The event—organized as part of Say It Now—invited young scholars to join in a global effort to empower people to express gratitude to others. Alongside students from The Preuss School and La Jolla Country Day, the audience also included students from The Monarch School. The morning kicked off with a choir performance, followed by remarks from Say It Now founder Walter Green, student-led moments of gratitude and a keynote from the son of Martin Luther King Jr.
Say It Now was inspired by Green’s yearlong journey across the country in which he set out to thank 44 individuals who significantly impacted his life. He captured this pivotal experience in his book “This is The Moment,” outlining the significance of expressing gratitude for others while they are around to hear it. Green spoke during the event, encouraging the gymnasium full of students to join in the movement.

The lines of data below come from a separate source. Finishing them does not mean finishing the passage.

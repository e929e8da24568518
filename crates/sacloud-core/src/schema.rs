//! Declarative schemas and resource attribute bags
//!
//! The host orchestrator hands every operation a [`ResourceData`]: an
//! optional id plus a JSON object of attributes. Each handler publishes a
//! [`Schema`]; [`Schema::prepare`] applies defaults and rejects invalid
//! attributes before any API call is made.

use serde::{Deserialize, Serialize};
use serde_json::{Map, Value};
use std::collections::BTreeMap;

use crate::error::{Error, Result};

/// Attribute value kinds
#[derive(Debug, Clone, Copy, PartialEq, Eq, Serialize, Deserialize)]
#[serde(rename_all = "lowercase")]
pub enum AttrKind {
    String,
    Int,
    Bool,
    /// List of strings
    List,
    /// Nested object (e.g. `filter`)
    Block,
    /// List of nested objects (computed only)
    BlockList,
}

impl AttrKind {
    fn accepts(&self, value: &Value) -> bool {
        match self {
            AttrKind::String => value.is_string(),
            AttrKind::Int => value.is_i64() || value.is_u64(),
            AttrKind::Bool => value.is_boolean(),
            AttrKind::List => value
                .as_array()
                .is_some_and(|items| items.iter().all(Value::is_string)),
            AttrKind::Block => value.is_object(),
            AttrKind::BlockList => value
                .as_array()
                .is_some_and(|items| items.iter().all(Value::is_object)),
        }
    }
}

/// One attribute of a schema
#[derive(Debug, Clone, PartialEq, Serialize, Deserialize)]
pub struct Attribute {
    pub kind: AttrKind,
    #[serde(default)]
    pub required: bool,
    #[serde(default)]
    pub optional: bool,
    #[serde(default)]
    pub computed: bool,
    /// Changing the attribute requires replacing the resource
    #[serde(default)]
    pub force_new: bool,
    #[serde(default)]
    pub sensitive: bool,
    #[serde(default, skip_serializing_if = "Option::is_none")]
    pub default: Option<Value>,
    /// Accepted values for string attributes
    #[serde(default, skip_serializing_if = "Option::is_none")]
    pub one_of: Option<Vec<String>>,
    /// Inclusive (min, max) bounds: string length or integer value
    #[serde(default, skip_serializing_if = "Option::is_none")]
    pub between: Option<(i64, i64)>,
}

impl Attribute {
    fn of(kind: AttrKind) -> Self {
        Self {
            kind,
            required: false,
            optional: false,
            computed: false,
            force_new: false,
            sensitive: false,
            default: None,
            one_of: None,
            between: None,
        }
    }

    pub fn required(kind: AttrKind) -> Self {
        Self {
            required: true,
            ..Self::of(kind)
        }
    }

    pub fn optional(kind: AttrKind) -> Self {
        Self {
            optional: true,
            ..Self::of(kind)
        }
    }

    pub fn computed(kind: AttrKind) -> Self {
        Self {
            computed: true,
            ..Self::of(kind)
        }
    }

    pub fn force_new(mut self) -> Self {
        self.force_new = true;
        self
    }

    pub fn sensitive(mut self) -> Self {
        self.sensitive = true;
        self
    }

    pub fn with_default(mut self, value: impl Into<Value>) -> Self {
        self.default = Some(value.into());
        self
    }

    pub fn one_of(mut self, words: &[&str]) -> Self {
        self.one_of = Some(words.iter().map(|w| w.to_string()).collect());
        self
    }

    pub fn between(mut self, min: i64, max: i64) -> Self {
        self.between = Some((min, max));
        self
    }

    fn validate(&self, name: &str, value: &Value) -> Result<()> {
        if !self.kind.accepts(value) {
            return Err(Error::invalid_input(format!(
                "attribute '{}' must be of kind {:?}, got {}",
                name, self.kind, value
            )));
        }

        if let (Some(words), Some(s)) = (&self.one_of, value.as_str())
            && !words.iter().any(|w| w == s)
        {
            return Err(Error::invalid_input(format!(
                "attribute '{}' must be one of [{}], got '{}'",
                name,
                words.join(" "),
                s
            )));
        }

        if let Some((min, max)) = self.between {
            let measured = match value {
                Value::String(s) => Some(s.chars().count() as i64),
                Value::Number(n) => n.as_i64(),
                _ => None,
            };
            if let Some(m) = measured
                && !(min..=max).contains(&m)
            {
                return Err(Error::invalid_input(format!(
                    "attribute '{}' must be between {} and {}, got {}",
                    name, min, max, m
                )));
            }
        }

        Ok(())
    }
}

/// Schema of a resource or data source
#[derive(Debug, Clone, Default, PartialEq, Serialize, Deserialize)]
pub struct Schema {
    pub attributes: BTreeMap<String, Attribute>,
}

impl Schema {
    pub fn new() -> Self {
        Self::default()
    }

    /// Add an attribute
    pub fn with(mut self, name: &str, attribute: Attribute) -> Self {
        self.attributes.insert(name.to_string(), attribute);
        self
    }

    pub fn attribute(&self, name: &str) -> Option<&Attribute> {
        self.attributes.get(name)
    }

    /// Names of attributes whose change forces a replacement
    pub fn force_new_attributes(&self) -> Vec<&str> {
        self.attributes
            .iter()
            .filter(|(_, a)| a.force_new)
            .map(|(n, _)| n.as_str())
            .collect()
    }

    /// Apply defaults and validate user-supplied attributes
    ///
    /// Unknown attributes are rejected. Computed-only attributes are passed
    /// through untouched so that prior state can be handed back in.
    pub fn prepare(&self, d: &mut ResourceData) -> Result<()> {
        for key in d.attributes.keys() {
            if !self.attributes.contains_key(key) {
                return Err(Error::invalid_input(format!("unknown attribute '{}'", key)));
            }
        }

        for (name, attribute) in &self.attributes {
            match d.attributes.get(name) {
                Some(value) if !value.is_null() => {
                    if attribute.required || attribute.optional {
                        attribute.validate(name, value)?;
                    }
                }
                _ => {
                    if attribute.required {
                        return Err(Error::invalid_input(format!(
                            "attribute '{}' is required",
                            name
                        )));
                    }
                    if let Some(ref default) = attribute.default {
                        d.attributes.insert(name.clone(), default.clone());
                    }
                }
            }
        }

        Ok(())
    }

    /// Attributes whose value differs between `prior` and `planned` and that
    /// force a replacement
    pub fn replacement_reasons(&self, prior: &ResourceData, planned: &ResourceData) -> Vec<String> {
        self.force_new_attributes()
            .into_iter()
            .filter(|name| prior.get(name) != planned.get(name))
            .map(str::to_string)
            .collect()
    }
}

/// Attribute bag of a single resource instance
///
/// Getters follow the host's conventions: a missing attribute reads as the
/// zero value of its kind, and the `get_ok_*` variants return `None` for
/// both missing and zero values.
#[derive(Debug, Clone, Default, PartialEq, Serialize, Deserialize)]
pub struct ResourceData {
    #[serde(default, skip_serializing_if = "Option::is_none")]
    id: Option<String>,
    #[serde(default)]
    attributes: Map<String, Value>,
}

impl ResourceData {
    pub fn new() -> Self {
        Self::default()
    }

    /// Create from an attribute object
    pub fn from_attributes(attributes: Map<String, Value>) -> Self {
        Self {
            id: None,
            attributes,
        }
    }

    /// Builder-style id setter
    pub fn with_id(mut self, id: impl Into<String>) -> Self {
        self.set_id(id);
        self
    }

    /// Builder-style attribute setter
    pub fn with(mut self, key: &str, value: impl Into<Value>) -> Self {
        self.set(key, value);
        self
    }

    pub fn id(&self) -> Option<&str> {
        self.id.as_deref()
    }

    /// Set the id; an empty id marks the resource as gone
    pub fn set_id(&mut self, id: impl Into<String>) {
        let id = id.into();
        self.id = if id.is_empty() { None } else { Some(id) };
    }

    /// The id, or an invalid-input error when absent
    pub fn require_id(&self) -> Result<&str> {
        self.id()
            .ok_or_else(|| Error::invalid_input("resource id is not set"))
    }

    pub fn get(&self, key: &str) -> Option<&Value> {
        self.attributes.get(key)
    }

    pub fn set(&mut self, key: &str, value: impl Into<Value>) {
        self.attributes.insert(key.to_string(), value.into());
    }

    /// String attribute, empty when absent
    pub fn get_string(&self, key: &str) -> String {
        self.get(key)
            .and_then(Value::as_str)
            .unwrap_or_default()
            .to_string()
    }

    /// Non-empty string attribute
    pub fn get_ok_string(&self, key: &str) -> Option<String> {
        self.get(key)
            .and_then(Value::as_str)
            .filter(|s| !s.is_empty())
            .map(str::to_string)
    }

    /// Integer attribute, zero when absent
    pub fn get_int(&self, key: &str) -> i64 {
        self.get(key).and_then(Value::as_i64).unwrap_or_default()
    }

    /// Non-zero integer attribute
    pub fn get_ok_int(&self, key: &str) -> Option<i64> {
        self.get(key).and_then(Value::as_i64).filter(|v| *v != 0)
    }

    /// Boolean attribute, false when absent
    pub fn get_bool(&self, key: &str) -> bool {
        self.get(key).and_then(Value::as_bool).unwrap_or_default()
    }

    /// List-of-strings attribute, empty when absent
    pub fn get_string_list(&self, key: &str) -> Vec<String> {
        self.get(key)
            .and_then(Value::as_array)
            .map(|items| {
                items
                    .iter()
                    .filter_map(Value::as_str)
                    .map(str::to_string)
                    .collect()
            })
            .unwrap_or_default()
    }

    pub fn attributes(&self) -> &Map<String, Value> {
        &self.attributes
    }

    pub fn into_parts(self) -> (Option<String>, Map<String, Value>) {
        (self.id, self.attributes)
    }
}

/// Convert an attribute integer into a narrower unsigned type
pub fn int_to<T: TryFrom<i64>>(name: &str, value: i64) -> Result<T> {
    T::try_from(value)
        .map_err(|_| Error::invalid_input(format!("attribute '{}' out of range: {}", name, value)))
}

#[cfg(test)]
mod tests {
    use super::*;
    use serde_json::json;

    fn record_schema() -> Schema {
        Schema::new()
            .with("name", Attribute::required(AttrKind::String).force_new())
            .with(
                "type",
                Attribute::required(AttrKind::String).one_of(&["A", "MX"]),
            )
            .with("ttl", Attribute::optional(AttrKind::Int).with_default(3600))
            .with("fingerprint", Attribute::computed(AttrKind::String))
            .with(
                "pass_phrase",
                Attribute::optional(AttrKind::String).between(8, 64).sensitive(),
            )
    }

    #[test]
    fn prepare_applies_defaults() {
        let mut d = ResourceData::new().with("name", "www").with("type", "A");
        record_schema().prepare(&mut d).unwrap();
        assert_eq!(d.get_int("ttl"), 3600);
    }

    #[test]
    fn prepare_keeps_explicit_values() {
        let mut d = ResourceData::new()
            .with("name", "www")
            .with("type", "A")
            .with("ttl", 60);
        record_schema().prepare(&mut d).unwrap();
        assert_eq!(d.get_int("ttl"), 60);
    }

    #[test]
    fn prepare_rejects_missing_required() {
        let mut d = ResourceData::new().with("type", "A");
        let err = record_schema().prepare(&mut d).unwrap_err();
        assert!(err.to_string().contains("'name' is required"));
    }

    #[test]
    fn prepare_rejects_words_outside_the_set() {
        let mut d = ResourceData::new().with("name", "www").with("type", "PTR");
        let err = record_schema().prepare(&mut d).unwrap_err();
        assert!(err.to_string().contains("must be one of [A MX]"));
    }

    #[test]
    fn prepare_rejects_wrong_kind_and_unknown_keys() {
        let mut d = ResourceData::new()
            .with("name", "www")
            .with("type", "A")
            .with("ttl", "sixty");
        assert!(record_schema().prepare(&mut d).is_err());

        let mut d = ResourceData::new()
            .with("name", "www")
            .with("type", "A")
            .with("colour", "blue");
        assert!(record_schema().prepare(&mut d).is_err());
    }

    #[test]
    fn prepare_checks_length_bounds() {
        let mut d = ResourceData::new()
            .with("name", "www")
            .with("type", "A")
            .with("pass_phrase", "short");
        assert!(record_schema().prepare(&mut d).is_err());
    }

    #[test]
    fn computed_attributes_pass_through() {
        let mut d = ResourceData::new()
            .with("name", "www")
            .with("type", "A")
            .with("fingerprint", "aa:bb");
        record_schema().prepare(&mut d).unwrap();
        assert_eq!(d.get_string("fingerprint"), "aa:bb");
    }

    #[test]
    fn replacement_reasons_list_changed_force_new_attributes() {
        let prior = ResourceData::new().with("name", "www").with("ttl", 60);
        let planned = ResourceData::new().with("name", "api").with("ttl", 120);
        assert_eq!(
            record_schema().replacement_reasons(&prior, &planned),
            vec!["name".to_string()]
        );
    }

    #[test]
    fn getters_use_zero_values() {
        let d = ResourceData::new()
            .with("priority", 0)
            .with("tags", json!(["a", "b"]));

        assert_eq!(d.get_string("missing"), "");
        assert_eq!(d.get_ok_string("missing"), None);
        assert_eq!(d.get_int("priority"), 0);
        assert_eq!(d.get_ok_int("priority"), None);
        assert!(!d.get_bool("missing"));
        assert_eq!(d.get_string_list("tags"), vec!["a", "b"]);
    }

    #[test]
    fn empty_id_clears() {
        let mut d = ResourceData::new().with_id("dnsrecord-1");
        assert_eq!(d.id(), Some("dnsrecord-1"));
        d.set_id("");
        assert_eq!(d.id(), None);
        assert!(d.require_id().is_err());
    }

    #[test]
    fn int_to_checks_range() {
        assert_eq!(int_to::<u16>("priority", 10).unwrap(), 10);
        assert!(int_to::<u16>("priority", 70000).is_err());
        assert!(int_to::<u32>("ttl", -1).is_err());
    }
}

“Say It Now is a movement to inspire you to express gratitude to people who've been important to you while they're alive and well,” said Green. As he shared his personal journey and origins of Say It Now with the audience, he emphasized how no one is self-made. “We have been shaped by the people who have been important in our lives.”
As part of the event, a few students from The Preuss School and La Jolla Country Day took to the podium to surprise loved ones and mentors with speeches of appreciation. Among these student speakers was Preuss School sophomore Fabian Garcia, who expressed gratitude to his counselor Allyson Cobbs.
“Some students may only see you as a student guidance counselor, but in my eyes, you're one of the reasons our school is advancing for the better and I'm glad to be a part of that,” said Garcia, thanking Cobbs who tuned into the event via livestream.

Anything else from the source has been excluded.